Joke jokes
What’s the difference between your sister and a bowling ball?
I can only get 3 fingers in a bowling ball!
Miscarriage jokes aren't funny, just cut it out.
Even people who are good for nothing have the capacity to bring a smile to your face, like when I push my autistic brother down the stairs.
Why do people hate abortion jokes?
It leaves you with an empty feeling inside.
A guy barges into a psychiatrist’s office and screams, “Doctor! I have suicidal tendencies! What do I do?!”
The doctor calmly answers, “Pay me in advance.”
A guy went to a bar and said to a friend that he found a girl on the railroads and said they had the best sex ever.
His friend asked, "Did you get any head?"
The guy said, "No, I couldn't find it."
How many dyslexics does it take to change a lightbulb?
Steven.
Your ma is so slow, it took her 9 months to make a joke.
Yo momma is so ugly, she made my Happy Meal cry.
What do Santa Claus and Bill Cosby have in common?
They both come while you’re asleep.
I want to write some jokes about unemployed people, but none of them works.

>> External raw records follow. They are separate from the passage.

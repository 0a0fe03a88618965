//! Shared helpers for the integration tests.

use assert_cmd::Command;
use jpp_cli::test_utils::TemplateDir;

/// `jpp` running inside `dir` with logging left at its default.
pub fn jpp(dir: &TemplateDir) -> Command {
    let mut cmd = Command::cargo_bin("jpp").unwrap();
    cmd.current_dir(dir.root()).env_remove("RUST_LOG");
    cmd
}

/// A directory with `mov.jS` importing `lib.inc`, and including `zero.inc`
/// only when `base1` is zero.
pub fn mov_templates() -> TemplateDir {
    let dir = TemplateDir::new().unwrap();
    dir.write(
        "mov.jS",
        "{% import 'lib.inc' as lib %}\n\
         {% for reg in ['r4', 'r5'] %}\n\
         {{ lib.mov(reg) }}\n\
         {% endfor %}\n\
         {% if base1 == 0 %}\n\
         {% include 'zero.inc' %}\n\
         {% endif %}\n",
    )
    .unwrap();
    dir.write(
        "lib.inc",
        "{% set base = 0x200 %}\n\
         {% macro mov(reg) %}mov #{{ base | hex }}, {{ reg }} ; test {{ test_id() }}{% endmacro %}\n",
    )
    .unwrap();
    dir.write("zero.inc", "clr r4\n").unwrap();
    dir
}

A photon is checking into a hotel.
The bellhop asks him, "Do you have any luggage?"
The photon replies, "Nope, I'm traveling light."
A policeman walks up to a van with two priests and says, "We're looking for two child molesters."
The priests both look at each other for a moment and then say, "Okay, we'll do it."
what do you call an emo person who's not depressed?
dead.
How do you describe a redhead with bad teeth?
Gingervitus.
What’s the difference between an orphan and a leaf? Only one falls down the family tree.
The doctor told me I'm color blind...
Me: That's out of the purple!
What’s the difference between a female farmer and Hitler’s girlfriend?
One bails her hay, and the other heils her bae.
We should really stop making jokes about orphans. Their parents will get mad.
I went to the tattoo shop and asked for a skull.
A Jewish guy behind me said, "A skull? Back in my day, we could only get numbers!"